UNITED STATES
SECURITIES AND EXCHANGE COMMISSION
Washington, D.C. 20549
 

FORM 8-K

 
CURRENT REPORT

Pursuant to Section 13 or 15(d)
of the Securities Exchange Act of 1934

Date of Report (Date of earliest event reported): October 1, 2007

SYNVISTA THERAPEUTICS, INC.
(Exact name of registrant as specified in its charter)
 
 
 
 
 
Delaware
 
001-16043
 
13-3304550
(State or other jurisdiction
of incorporation)
 
(Commission File Number)
 
(IRS Employer
Identification No.)

221 West Grand Avenue
Montvale, New Jersey 07645
(Address of principal executive offices and zip code)

Registrant’s telephone number, including area code: (201) 934-5000
 
 

Check the appropriate box below if the Form 8-K filing is intended to simultaneously satisfy the filing obligation of the registrant under any of the following provisions (see General Instruction A.2. below):

¨
Written communications pursuant to Rule 425 under the Securities Act (17 CFR 230.425)

¨
Soliciting material pursuant to Rule 14a-12 under the Exchange Act (17 CFR 240.14a-12)

¨
Pre-commencement communications pursuant to Rule 14d-2(b) under the Exchange Act (17 CFR 240.14d-2(b))

¨
Pre-commencement communications pursuant to Rule 13e-4(c) under the Exchange Act (17 CFR 240.13e-4(c))

 
 

 
ITEM 8.01 OTHER EVENTS
 
On October 1, 2007, Synvista Therapeutics, Inc., a Delaware corporation (the “Company”), announced that Dr. Carl Mendel, MD, has joined the Company as its Vice President of Clinical Development and Chief Medical Officer, commencing on October 1, 2007. Dr. Mendel will receive an annual salary of $265,000 and will be eligible to receive an annual cash bonus based on predetermined milestones of up to 20% of his annual salary. In addition, upon commencement of his employment with the Company, Dr. Mendel will be granted options to purchase 70,000 shares of the Company’s common stock at an exercise price equal to the closing price of the common stock on the grant date. Dr. Mendel will be an at-will employee of the Company.
 
A copy of the press release announcing Dr. Mendel’s appointment is attached hereto as Exhibit 99.1 and incorporated herein by reference.

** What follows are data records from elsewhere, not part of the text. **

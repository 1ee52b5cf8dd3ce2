//! Explicit registry mapping logical package names to resolved image
//! references.
//!
//! Populated before environment construction and read-only during a test;
//! an explicit object injected into [`GlobalEnvironment`] rather than a
//! package-level mutable map, so parallel test processes cannot couple
//! through hidden state.
//!
//! [`GlobalEnvironment`]: super::GlobalEnvironment

use std::collections::BTreeMap;

use derive_more::{Display, Error};

/// Error of resolving a logical image name.
#[derive(Debug, Display, Error)]
#[display(fmt = "no image registered for package {:?}", package)]
pub struct ImageError {
    /// The unresolved logical package name.
    pub package: String,
}

/// Immutable mapping from logical package name to resolved image reference.
#[derive(Clone, Debug, Default)]
pub struct ImageRegistry {
    images: BTreeMap<String, String>,
}

impl ImageRegistry {
    /// Creates an empty [`ImageRegistry`].
    #[must_use]
    pub fn new() -> Self {
        Self::default()
    }

    /// Registers an image reference for a logical package name.
    #[must_use]
    pub fn with(
        mut self,
        package: impl Into<String>,
        reference: impl Into<String>,
    ) -> Self {
        self.images.insert(package.into(), reference.into());
        self
    }

    /// Resolves a logical package name to its image reference.
    ///
    /// # Errors
    ///
    /// If no image is registered for `package`.
    pub fn resolve(&self, package: &str) -> Result<&str, ImageError> {
        self.images
            .get(package)
            .map(String::as_str)
            .ok_or_else(|| ImageError {
                package: package.to_owned(),
            })
    }

    /// All registered mappings.
    #[must_use]
    pub fn all(&self) -> &BTreeMap<String, String> {
        &self.images
    }
}

impl FromIterator<(String, String)> for ImageRegistry {
    fn from_iter<I: IntoIterator<Item = (String, String)>>(iter: I) -> Self {
        Self {
            images: iter.into_iter().collect(),
        }
    }
}

#[cfg(test)]
mod tests {
    use super::*;

    #[test]
    fn resolves_registered_packages() {
        let registry = ImageRegistry::new()
            .with("eventshub", "registry.test/eventshub:v1")
            .with("recorder", "registry.test/recorder:v1");

        assert_eq!(
            registry.resolve("eventshub").unwrap(),
            "registry.test/eventshub:v1",
        );
        assert_eq!(registry.all().len(), 2);
    }

    #[test]
    fn unknown_package_is_an_error() {
        let registry = ImageRegistry::new();
        let err = registry.resolve("echo").unwrap_err();
        assert_eq!(err.package, "echo");
        assert_eq!(
            err.to_string(),
            "no image registered for package \"echo\"",
        );
    }
}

ITEM 9.01 FINANCIAL STATEMENTS AND EXHIBITS
 
(d)
Exhibits.
   
99.1 Press Release dated October 1, 2007.
 
 
 
 

 
SIGNATURES

Pursuant to the requirements of the Securities Exchange Act of 1934, the Registrant has duly caused this report to be signed on its behalf by the undersigned hereunto duly authorized.

     
  SYNVISTA THERAPEUTICS, INC.
 
 
 
 
 
 
Dated: October 1, 2007 By:   /s/ Noah Berkowitz, M.D., Ph.D.
 
Noah Berkowitz, M.D., Ph.D.
  President and Chief Executive Officer

 
 
 

 
 
EXHIBIT INDEX
 
Exhibit Number Description
 
 
99.1 Press Release dated October 1, 2007.